With no money in the budget, can policy alone achieve Sustainable Transport in Brighton and Hove
On Thursday (21 May) the UK's first Green council administration was voted into power by a full meeting of the city council in Brighton and Hove. The council officers are said to be overjoyed to be working with a Green administration and bursting with ideas of how to implement the local Green manifesto. How exciting, you might think, now we can put all those sustainable transport plans into action? Not quite. There is no money at all for new capital projects in the council's Transport budget, so this rules out infrastructural changes.

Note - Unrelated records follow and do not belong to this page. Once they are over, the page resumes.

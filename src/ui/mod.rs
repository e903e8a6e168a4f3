//! Server-rendered HTML for the prediction page.
//!
//! Every string that originated from a request goes through [`escape_html`]
//! before it is written into markup.

pub mod chart;
pub mod form;
pub mod history;
pub mod page;

pub use form::FormInput;
pub use page::{render_page, PageView, Panel};

/// Escape text for use in HTML element content and quoted attributes.
pub fn escape_html(text: &str) -> String {
    let mut out = String::with_capacity(text.len());
    for c in text.chars() {
        match c {
            '&' => out.push_str("&amp;"),
            '<' => out.push_str("&lt;"),
            '>' => out.push_str("&gt;"),
            '"' => out.push_str("&quot;"),
            '\'' => out.push_str("&#39;"),
            _ => out.push(c),
        }
    }
    out
}

#[cfg(test)]
mod tests {
    use super::*;

    #[test]
    fn escapes_markup() {
        assert_eq!(
            escape_html(r#"<script>alert("x")</script>"#),
            "&lt;script&gt;alert(&quot;x&quot;)&lt;/script&gt;"
        );
        assert_eq!(escape_html("Tom & Jerry's"), "Tom &amp; Jerry&#39;s");
    }

    #[test]
    fn plain_text_is_unchanged() {
        assert_eq!(escape_html("formerly smoked"), "formerly smoked");
        assert_eq!(escape_html(""), "");
    }
}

But not everything needs money. Significant change might be achieved through policy decisions alone. I've been chatting to activists, consultants and councillors about what can be done. Above all, what the city needs is a detailed sustainable transport plan. Some policy changes might be effective in the short term:

1. 20 mph default across the city. Signage is expensive, and planning is needed, eg where higher speeds are needed. But on the face of it, 20mph default should cost almost nothing.Some big signs as you enter the city, possibly enforced by sub-contracted commission-paid officers presently engaged in parking ticketing. 20 mph will make other transport options more attractive by slowing traffic - and if people use other transport options, traffic will be less and journey times may even end up being shorter - even by car. We can visit Portsmouth and ask them how they did it.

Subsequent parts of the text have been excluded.